### Task
Pull out every line in the data that has the string "nlines" in it.

Entries taken from a collection
+--

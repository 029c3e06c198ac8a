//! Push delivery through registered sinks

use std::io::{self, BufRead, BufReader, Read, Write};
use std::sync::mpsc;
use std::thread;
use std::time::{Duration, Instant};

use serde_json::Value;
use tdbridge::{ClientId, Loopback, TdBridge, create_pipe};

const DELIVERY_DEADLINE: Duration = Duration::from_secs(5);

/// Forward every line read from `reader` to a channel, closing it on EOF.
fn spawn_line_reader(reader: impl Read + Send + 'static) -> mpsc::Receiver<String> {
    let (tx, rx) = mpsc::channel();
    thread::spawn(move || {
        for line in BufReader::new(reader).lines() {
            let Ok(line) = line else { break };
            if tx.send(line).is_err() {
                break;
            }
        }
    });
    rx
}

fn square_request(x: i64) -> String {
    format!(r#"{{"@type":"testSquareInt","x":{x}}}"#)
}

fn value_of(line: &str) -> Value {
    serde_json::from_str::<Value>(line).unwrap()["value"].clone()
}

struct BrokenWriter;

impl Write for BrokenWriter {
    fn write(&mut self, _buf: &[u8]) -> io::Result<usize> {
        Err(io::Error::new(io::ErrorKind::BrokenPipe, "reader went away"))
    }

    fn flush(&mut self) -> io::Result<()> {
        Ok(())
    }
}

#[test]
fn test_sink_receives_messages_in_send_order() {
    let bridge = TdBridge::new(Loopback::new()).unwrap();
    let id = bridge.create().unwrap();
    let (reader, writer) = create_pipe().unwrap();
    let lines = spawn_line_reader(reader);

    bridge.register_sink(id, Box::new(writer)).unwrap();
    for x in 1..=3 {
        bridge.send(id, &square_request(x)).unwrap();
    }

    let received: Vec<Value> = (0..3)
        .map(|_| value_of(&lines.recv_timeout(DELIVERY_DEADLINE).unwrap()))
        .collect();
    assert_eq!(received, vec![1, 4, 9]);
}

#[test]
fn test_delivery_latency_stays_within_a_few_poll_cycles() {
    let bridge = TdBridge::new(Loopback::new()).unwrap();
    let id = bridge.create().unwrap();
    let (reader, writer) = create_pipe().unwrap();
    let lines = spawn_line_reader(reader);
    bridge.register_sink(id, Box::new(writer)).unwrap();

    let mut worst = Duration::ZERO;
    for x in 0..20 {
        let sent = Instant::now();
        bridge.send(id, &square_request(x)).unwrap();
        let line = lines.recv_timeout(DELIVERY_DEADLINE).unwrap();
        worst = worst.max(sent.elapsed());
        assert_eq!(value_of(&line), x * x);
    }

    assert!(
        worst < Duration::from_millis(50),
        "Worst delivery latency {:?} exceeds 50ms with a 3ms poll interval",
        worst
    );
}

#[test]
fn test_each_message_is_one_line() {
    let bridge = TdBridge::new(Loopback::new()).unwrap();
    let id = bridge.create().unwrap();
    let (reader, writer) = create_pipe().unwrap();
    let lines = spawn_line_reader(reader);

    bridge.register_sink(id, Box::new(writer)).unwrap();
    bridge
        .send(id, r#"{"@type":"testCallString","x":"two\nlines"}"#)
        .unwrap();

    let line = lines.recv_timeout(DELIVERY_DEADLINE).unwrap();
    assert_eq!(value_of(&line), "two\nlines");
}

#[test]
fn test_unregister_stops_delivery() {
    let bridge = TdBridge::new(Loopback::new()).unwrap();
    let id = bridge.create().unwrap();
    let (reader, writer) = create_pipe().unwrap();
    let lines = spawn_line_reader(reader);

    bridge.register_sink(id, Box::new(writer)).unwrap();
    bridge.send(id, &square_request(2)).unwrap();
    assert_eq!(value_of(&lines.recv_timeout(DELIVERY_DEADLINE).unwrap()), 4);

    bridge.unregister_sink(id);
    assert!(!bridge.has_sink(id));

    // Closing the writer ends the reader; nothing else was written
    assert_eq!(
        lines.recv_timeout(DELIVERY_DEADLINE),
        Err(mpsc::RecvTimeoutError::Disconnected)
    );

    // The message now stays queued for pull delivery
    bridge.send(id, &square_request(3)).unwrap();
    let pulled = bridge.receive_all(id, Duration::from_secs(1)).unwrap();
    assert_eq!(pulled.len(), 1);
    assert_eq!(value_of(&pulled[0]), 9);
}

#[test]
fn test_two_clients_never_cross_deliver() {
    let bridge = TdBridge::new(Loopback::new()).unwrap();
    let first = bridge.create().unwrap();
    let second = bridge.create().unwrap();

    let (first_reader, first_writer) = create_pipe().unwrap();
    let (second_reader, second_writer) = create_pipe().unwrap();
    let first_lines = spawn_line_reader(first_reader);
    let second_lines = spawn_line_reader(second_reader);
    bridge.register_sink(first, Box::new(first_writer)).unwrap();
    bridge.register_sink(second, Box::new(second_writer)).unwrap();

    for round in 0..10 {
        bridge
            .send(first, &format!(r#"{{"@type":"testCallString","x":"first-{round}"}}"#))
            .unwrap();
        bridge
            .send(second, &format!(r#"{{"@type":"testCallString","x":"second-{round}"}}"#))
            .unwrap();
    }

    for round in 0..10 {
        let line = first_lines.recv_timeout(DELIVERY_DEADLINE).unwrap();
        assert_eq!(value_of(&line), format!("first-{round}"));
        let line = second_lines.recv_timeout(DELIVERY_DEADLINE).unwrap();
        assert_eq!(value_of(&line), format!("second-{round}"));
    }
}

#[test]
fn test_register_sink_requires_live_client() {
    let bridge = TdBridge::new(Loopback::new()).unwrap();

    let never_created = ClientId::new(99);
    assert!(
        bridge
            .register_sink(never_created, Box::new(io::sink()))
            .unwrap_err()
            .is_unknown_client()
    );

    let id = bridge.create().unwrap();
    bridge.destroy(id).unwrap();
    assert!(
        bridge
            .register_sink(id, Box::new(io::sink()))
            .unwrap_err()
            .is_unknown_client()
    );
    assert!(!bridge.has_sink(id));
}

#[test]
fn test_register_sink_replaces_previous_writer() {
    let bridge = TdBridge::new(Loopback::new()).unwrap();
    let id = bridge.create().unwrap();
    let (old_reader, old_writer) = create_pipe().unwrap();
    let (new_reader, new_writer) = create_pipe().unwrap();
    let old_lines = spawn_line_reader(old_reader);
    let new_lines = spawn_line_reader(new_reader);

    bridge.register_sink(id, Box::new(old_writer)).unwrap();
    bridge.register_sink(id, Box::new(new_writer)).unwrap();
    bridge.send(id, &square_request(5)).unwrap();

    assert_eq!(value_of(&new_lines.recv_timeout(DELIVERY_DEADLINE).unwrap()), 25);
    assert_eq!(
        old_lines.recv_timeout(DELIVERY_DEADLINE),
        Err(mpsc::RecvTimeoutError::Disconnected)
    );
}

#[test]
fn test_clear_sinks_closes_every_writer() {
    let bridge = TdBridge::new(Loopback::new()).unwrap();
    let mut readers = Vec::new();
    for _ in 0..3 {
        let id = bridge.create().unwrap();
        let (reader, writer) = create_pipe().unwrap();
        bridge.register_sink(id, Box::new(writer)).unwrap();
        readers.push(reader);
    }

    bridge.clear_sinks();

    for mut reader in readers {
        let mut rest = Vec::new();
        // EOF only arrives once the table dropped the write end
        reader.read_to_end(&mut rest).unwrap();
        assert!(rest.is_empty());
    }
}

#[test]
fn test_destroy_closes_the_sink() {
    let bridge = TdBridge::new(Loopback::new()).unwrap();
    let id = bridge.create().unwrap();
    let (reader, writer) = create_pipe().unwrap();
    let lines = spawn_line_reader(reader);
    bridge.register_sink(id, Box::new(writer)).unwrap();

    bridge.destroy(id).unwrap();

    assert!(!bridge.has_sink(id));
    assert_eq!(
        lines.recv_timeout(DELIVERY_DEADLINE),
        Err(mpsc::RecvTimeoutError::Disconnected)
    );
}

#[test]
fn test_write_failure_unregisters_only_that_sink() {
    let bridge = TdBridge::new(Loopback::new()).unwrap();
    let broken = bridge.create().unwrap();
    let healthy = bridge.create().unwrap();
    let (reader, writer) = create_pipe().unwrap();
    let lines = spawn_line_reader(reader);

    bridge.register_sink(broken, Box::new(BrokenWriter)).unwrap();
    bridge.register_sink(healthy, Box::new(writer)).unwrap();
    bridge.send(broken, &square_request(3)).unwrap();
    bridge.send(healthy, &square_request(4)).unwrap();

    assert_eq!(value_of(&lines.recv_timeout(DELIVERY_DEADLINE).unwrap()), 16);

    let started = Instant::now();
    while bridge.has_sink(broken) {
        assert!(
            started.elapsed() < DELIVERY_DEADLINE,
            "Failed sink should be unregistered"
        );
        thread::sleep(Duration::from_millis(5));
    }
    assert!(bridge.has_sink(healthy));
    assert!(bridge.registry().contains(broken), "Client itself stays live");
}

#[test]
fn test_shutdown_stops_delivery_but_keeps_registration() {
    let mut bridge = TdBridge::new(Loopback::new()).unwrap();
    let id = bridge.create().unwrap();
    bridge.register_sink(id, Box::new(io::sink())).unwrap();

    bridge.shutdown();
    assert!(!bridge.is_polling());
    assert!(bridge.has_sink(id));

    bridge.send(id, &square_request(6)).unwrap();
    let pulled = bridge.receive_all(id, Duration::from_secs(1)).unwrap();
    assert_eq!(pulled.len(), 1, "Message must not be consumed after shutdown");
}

+--

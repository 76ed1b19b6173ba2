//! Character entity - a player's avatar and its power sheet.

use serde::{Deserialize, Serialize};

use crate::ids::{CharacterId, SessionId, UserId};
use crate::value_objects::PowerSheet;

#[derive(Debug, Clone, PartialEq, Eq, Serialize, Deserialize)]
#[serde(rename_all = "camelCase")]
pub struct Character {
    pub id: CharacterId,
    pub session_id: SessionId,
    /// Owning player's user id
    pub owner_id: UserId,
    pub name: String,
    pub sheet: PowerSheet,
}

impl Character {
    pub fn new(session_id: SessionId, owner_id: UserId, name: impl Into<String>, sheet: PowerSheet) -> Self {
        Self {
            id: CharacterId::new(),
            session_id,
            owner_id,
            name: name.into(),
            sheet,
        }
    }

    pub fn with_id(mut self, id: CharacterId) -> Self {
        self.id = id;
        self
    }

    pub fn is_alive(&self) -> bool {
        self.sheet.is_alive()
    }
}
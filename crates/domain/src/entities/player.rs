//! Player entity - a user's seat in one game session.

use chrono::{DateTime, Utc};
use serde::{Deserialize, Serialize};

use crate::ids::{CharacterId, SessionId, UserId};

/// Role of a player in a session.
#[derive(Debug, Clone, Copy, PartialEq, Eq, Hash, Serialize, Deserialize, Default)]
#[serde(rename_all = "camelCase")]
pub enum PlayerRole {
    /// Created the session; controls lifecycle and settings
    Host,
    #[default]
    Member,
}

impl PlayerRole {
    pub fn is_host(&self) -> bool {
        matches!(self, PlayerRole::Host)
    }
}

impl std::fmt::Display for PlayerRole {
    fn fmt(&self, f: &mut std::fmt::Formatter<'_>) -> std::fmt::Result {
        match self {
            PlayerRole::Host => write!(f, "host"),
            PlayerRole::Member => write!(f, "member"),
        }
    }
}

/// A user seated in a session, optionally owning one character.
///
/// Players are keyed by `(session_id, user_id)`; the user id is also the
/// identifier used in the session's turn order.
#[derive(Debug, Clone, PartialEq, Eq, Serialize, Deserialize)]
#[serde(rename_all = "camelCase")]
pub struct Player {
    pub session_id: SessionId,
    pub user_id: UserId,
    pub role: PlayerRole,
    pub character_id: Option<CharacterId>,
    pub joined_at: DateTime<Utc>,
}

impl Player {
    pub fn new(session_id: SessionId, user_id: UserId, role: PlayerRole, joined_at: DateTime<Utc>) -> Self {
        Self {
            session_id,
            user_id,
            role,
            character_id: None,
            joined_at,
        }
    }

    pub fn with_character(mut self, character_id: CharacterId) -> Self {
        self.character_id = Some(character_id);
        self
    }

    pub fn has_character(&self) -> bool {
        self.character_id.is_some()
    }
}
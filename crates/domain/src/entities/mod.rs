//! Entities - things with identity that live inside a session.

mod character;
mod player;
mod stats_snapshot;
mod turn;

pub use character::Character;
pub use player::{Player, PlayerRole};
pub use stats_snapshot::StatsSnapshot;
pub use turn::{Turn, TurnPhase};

+--

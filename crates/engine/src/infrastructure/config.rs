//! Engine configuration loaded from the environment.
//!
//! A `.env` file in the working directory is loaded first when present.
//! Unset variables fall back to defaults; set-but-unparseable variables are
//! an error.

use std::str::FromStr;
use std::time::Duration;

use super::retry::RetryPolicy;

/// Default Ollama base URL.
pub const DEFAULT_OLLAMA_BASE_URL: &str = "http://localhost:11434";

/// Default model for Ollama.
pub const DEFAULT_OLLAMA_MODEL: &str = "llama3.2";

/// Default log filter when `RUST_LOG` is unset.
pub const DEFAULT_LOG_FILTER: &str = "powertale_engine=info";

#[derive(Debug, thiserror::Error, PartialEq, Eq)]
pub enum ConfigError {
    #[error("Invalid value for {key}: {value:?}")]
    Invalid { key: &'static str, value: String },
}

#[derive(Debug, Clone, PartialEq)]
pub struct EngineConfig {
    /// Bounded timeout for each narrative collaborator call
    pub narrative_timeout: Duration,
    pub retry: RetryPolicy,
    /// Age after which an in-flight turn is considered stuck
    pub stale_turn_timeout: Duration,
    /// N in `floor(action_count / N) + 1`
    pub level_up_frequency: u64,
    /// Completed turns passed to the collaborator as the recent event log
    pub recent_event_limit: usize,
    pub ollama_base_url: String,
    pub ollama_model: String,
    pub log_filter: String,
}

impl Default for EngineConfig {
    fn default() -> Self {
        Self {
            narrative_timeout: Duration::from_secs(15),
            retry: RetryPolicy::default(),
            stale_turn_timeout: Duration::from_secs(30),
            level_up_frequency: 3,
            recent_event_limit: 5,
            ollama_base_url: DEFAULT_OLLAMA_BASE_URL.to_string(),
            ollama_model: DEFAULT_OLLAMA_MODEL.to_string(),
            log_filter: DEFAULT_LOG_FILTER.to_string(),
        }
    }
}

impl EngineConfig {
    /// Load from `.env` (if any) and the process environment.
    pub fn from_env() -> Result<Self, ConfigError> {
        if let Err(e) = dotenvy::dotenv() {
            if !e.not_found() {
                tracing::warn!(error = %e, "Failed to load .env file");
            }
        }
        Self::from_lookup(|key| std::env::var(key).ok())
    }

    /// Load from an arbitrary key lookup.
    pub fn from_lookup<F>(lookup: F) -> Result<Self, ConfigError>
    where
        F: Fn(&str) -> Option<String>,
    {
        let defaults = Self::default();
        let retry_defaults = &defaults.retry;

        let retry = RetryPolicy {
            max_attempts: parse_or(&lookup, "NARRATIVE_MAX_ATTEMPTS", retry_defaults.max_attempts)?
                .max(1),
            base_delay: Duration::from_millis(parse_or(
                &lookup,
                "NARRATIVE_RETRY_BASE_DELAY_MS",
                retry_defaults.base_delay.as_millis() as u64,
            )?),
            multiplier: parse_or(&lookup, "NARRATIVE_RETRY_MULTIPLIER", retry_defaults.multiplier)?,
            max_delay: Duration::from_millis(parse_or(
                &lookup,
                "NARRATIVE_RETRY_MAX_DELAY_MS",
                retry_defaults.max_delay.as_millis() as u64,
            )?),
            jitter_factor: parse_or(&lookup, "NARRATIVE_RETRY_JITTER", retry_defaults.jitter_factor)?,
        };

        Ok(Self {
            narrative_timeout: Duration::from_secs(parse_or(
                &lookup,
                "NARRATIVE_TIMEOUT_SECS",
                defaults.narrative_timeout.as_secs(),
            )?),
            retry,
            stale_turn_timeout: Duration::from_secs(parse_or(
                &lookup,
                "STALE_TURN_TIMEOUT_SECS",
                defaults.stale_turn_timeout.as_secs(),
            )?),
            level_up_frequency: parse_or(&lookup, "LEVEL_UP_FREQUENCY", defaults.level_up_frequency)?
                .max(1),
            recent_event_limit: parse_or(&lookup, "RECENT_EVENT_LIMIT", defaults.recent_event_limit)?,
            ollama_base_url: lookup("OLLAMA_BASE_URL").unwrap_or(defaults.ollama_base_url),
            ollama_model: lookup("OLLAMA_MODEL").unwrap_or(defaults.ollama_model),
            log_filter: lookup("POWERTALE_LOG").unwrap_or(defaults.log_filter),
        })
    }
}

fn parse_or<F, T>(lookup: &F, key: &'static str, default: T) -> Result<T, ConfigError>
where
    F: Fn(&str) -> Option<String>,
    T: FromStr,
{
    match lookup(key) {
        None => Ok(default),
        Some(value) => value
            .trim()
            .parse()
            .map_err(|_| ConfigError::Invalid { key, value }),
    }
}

+--

### Answer area
        .send(id, r#"{"@type":"testCallString","x":"two\nlines"}"#)
    assert_eq!(value_of(&line), "two\nlines");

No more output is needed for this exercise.